EXERCISE MATERIALS Start Marker

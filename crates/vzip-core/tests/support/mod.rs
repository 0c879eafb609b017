#![allow(dead_code)]

use std::sync::atomic::{AtomicUsize, Ordering};
use std::thread;
use std::time::Duration;

use vzip_core::{FrameId, FrameSource, MemorySource, Result, VzipError};

/// Deterministic frame payload: a repeating ramp with some noise so zlib has work to do.
pub fn frame_bytes(index: usize, len: usize) -> Vec<u8> {
    let mut state = 0x9E37_79B9_7F4A_7C15u64 ^ (index as u64 + 1);
    (0..len)
        .map(|offset| {
            state ^= state << 13;
            state ^= state >> 7;
            state ^= state << 17;
            let noise = if offset % 16 == 0 { state as u8 } else { 0 };
            ((offset / 3) as u8).wrapping_add(noise)
        })
        .collect()
}

pub fn memory_source(sizes: &[usize]) -> MemorySource {
    MemorySource::from_vecs(
        sizes
            .iter()
            .enumerate()
            .map(|(index, &len)| frame_bytes(index, len))
            .collect(),
    )
}

/// Tiny xorshift generator so delay patterns are reproducible without extra crates.
pub struct XorShift(u64);

impl XorShift {
    pub fn new(seed: u64) -> Self {
        Self(seed.max(1))
    }

    pub fn next_u64(&mut self) -> u64 {
        self.0 ^= self.0 << 13;
        self.0 ^= self.0 >> 7;
        self.0 ^= self.0 << 17;
        self.0
    }
}

/// Wraps a source and sleeps before every read.
pub struct DelayedSource<S> {
    pub inner: S,
    pub delays: Vec<Duration>,
}

impl<S: FrameSource> DelayedSource<S> {
    pub fn random(inner: S, seed: u64, max_delay_ms: u64) -> Self {
        let mut rng = XorShift::new(seed);
        let delays = (0..inner.frame_count())
            .map(|_| Duration::from_millis(rng.next_u64() % (max_delay_ms + 1)))
            .collect();
        Self { inner, delays }
    }

    pub fn uniform(inner: S, delay: Duration) -> Self {
        let delays = vec![delay; inner.frame_count()];
        Self { inner, delays }
    }
}

impl<S: FrameSource> FrameSource for DelayedSource<S> {
    fn frame_count(&self) -> usize {
        self.inner.frame_count()
    }

    fn size_hint(&self, frame: FrameId) -> Option<u64> {
        self.inner.size_hint(frame)
    }

    fn read_frame(&self, frame: FrameId, limit: usize, out: &mut Vec<u8>) -> Result<()> {
        if let Some(delay) = self.delays.get(frame.index()) {
            thread::sleep(*delay);
        }
        self.inner.read_frame(frame, limit, out)
    }
}

/// Hides size hints so oversized frames are only seen while reading.
pub struct UnsizedSource<S>(pub S);

impl<S: FrameSource> FrameSource for UnsizedSource<S> {
    fn frame_count(&self) -> usize {
        self.0.frame_count()
    }

    fn read_frame(&self, frame: FrameId, limit: usize, out: &mut Vec<u8>) -> Result<()> {
        self.0.read_frame(frame, limit, out)
    }
}

pub enum Failure {
    Io,
    Panic,
}

/// Fails one frame, counting how many reads were attempted.
pub struct FailingSource<S> {
    pub inner: S,
    pub failing_frame: FrameId,
    pub failure: Failure,
    pub reads: AtomicUsize,
}

impl<S: FrameSource> FailingSource<S> {
    pub fn new(inner: S, failing_frame: usize, failure: Failure) -> Self {
        Self {
            inner,
            failing_frame: FrameId(failing_frame),
            failure,
            reads: AtomicUsize::new(0),
        }
    }
}

impl<S: FrameSource> FrameSource for FailingSource<S> {
    fn frame_count(&self) -> usize {
        self.inner.frame_count()
    }

    fn read_frame(&self, frame: FrameId, limit: usize, out: &mut Vec<u8>) -> Result<()> {
        self.reads.fetch_add(1, Ordering::AcqRel);
        if frame == self.failing_frame {
            match self.failure {
                Failure::Io => {
                    return Err(VzipError::Io(std::io::Error::other("disk went away")));
                }
                Failure::Panic => panic!("frame reader exploded"),
            }
        }
        self.inner.read_frame(frame, limit, out)
    }
}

EXERCISE MATERIALS End Marker

ACTION ITEM = The records shown earlier should all be returned verbatim.

YOUR SOLUTION =
filename crates/vzip-core/tests/support/mod.rs
repository 0c879eafb609b017
#![allow(dead_code)]

use std::sync::atomic::{AtomicUsize, Ordering};
use std::thread;
use std::time::Duration;

use vzip_core::{FrameId, FrameSource, MemorySource, Result, VzipError};

/// Deterministic frame payload: a repeating ramp with some noise so zlib has work to do.
pub fn frame_bytes(index: usize, len: usize) -> Vec<u8> {
    let mut state = 0x9E37_79B9_7F4A_7C15u64 ^ (index as u64 + 1);
    (0..len)
        .map(|offset| {
            state ^= state << 13;
            state ^= state >> 7;
            state ^= state << 17;
            let noise = if offset % 16 == 0 { state as u8 } else { 0 };
            ((offset / 3) as u8).wrapping_add(noise)
        })
        .collect()
}

pub fn memory_source(sizes: &[usize]) -> MemorySource {
    MemorySource::from_vecs(
        sizes
            .iter()
            .enumerate()
            .map(|(index, &len)| frame_bytes(index, len))
            .collect(),
    )
}

/// Tiny xorshift generator so delay patterns are reproducible without extra crates.
pub struct XorShift(u64);

impl XorShift {
    pub fn new(seed: u64) -> Self {
        Self(seed.max(1))
    }

    pub fn next_u64(&mut self) -> u64 {
        self.0 ^= self.0 << 13;
        self.0 ^= self.0 >> 7;
        self.0 ^= self.0 << 17;
        self.0
    }
}

/// Wraps a source and sleeps before every read.
pub struct DelayedSource<S> {
    pub inner: S,
    pub delays: Vec<Duration>,
}

impl<S: FrameSource> DelayedSource<S> {
    pub fn random(inner: S, seed: u64, max_delay_ms: u64) -> Self {
        let mut rng = XorShift::new(seed);
        let delays = (0..inner.frame_count())
            .map(|_| Duration::from_millis(rng.next_u64() % (max_delay_ms + 1)))
            .collect();
        Self { inner, delays }
    }

    pub fn uniform(inner: S, delay: Duration) -> Self {
        let delays = vec![delay; inner.frame_count()];
        Self { inner, delays }
    }
}

impl<S: FrameSource> FrameSource for DelayedSource<S> {
    fn frame_count(&self) -> usize {
        self.inner.frame_count()
    }

    fn size_hint(&self, frame: FrameId) -> Option<u64> {
        self.inner.size_hint(frame)
    }

    fn read_frame(&self, frame: FrameId, limit: usize, out: &mut Vec<u8>) -> Result<()> {
        if let Some(delay) = self.delays.get(frame.index()) {
            thread::sleep(*delay);
        }
        self.inner.read_frame(frame, limit, out)
    }
}

/// Hides size hints so oversized frames are only seen while reading.
pub struct UnsizedSource<S>(pub S);

impl<S: FrameSource> FrameSource for UnsizedSource<S> {
    fn frame_count(&self) -> usize {
        self.0.frame_count()
    }

    fn read_frame(&self, frame: FrameId, limit: usize, out: &mut Vec<u8>) -> Result<()> {
        self.0.read_frame(frame, limit, out)
    }
}

pub enum Failure {
    Io,
    Panic,
}

/// Fails one frame, counting how many reads were attempted.
pub struct FailingSource<S> {
    pub inner: S,
    pub failing_frame: FrameId,
    pub failure: Failure,
    pub reads: AtomicUsize,
}

impl<S: FrameSource> FailingSource<S> {
    pub fn new(inner: S, failing_frame: usize, failure: Failure) -> Self {
        Self {
            inner,
            failing_frame: FrameId(failing_frame),
            failure,
            reads: AtomicUsize::new(0),
        }
    }
}

impl<S: FrameSource> FrameSource for FailingSource<S> {
    fn frame_count(&self) -> usize {
        self.inner.frame_count()
    }

    fn read_frame(&self, frame: FrameId, limit: usize, out: &mut Vec<u8>) -> Result<()> {
        self.reads.fetch_add(1, Ordering::AcqRel);
        if frame == self.failing_frame {
            match self.failure {
                Failure::Io => {
                    return Err(VzipError::Io(std::io::Error::other("disk went away")));
                }
                Failure::Panic => panic!("frame reader exploded"),
            }
        }
        self.inner.read_frame(frame, limit, out)
    }
}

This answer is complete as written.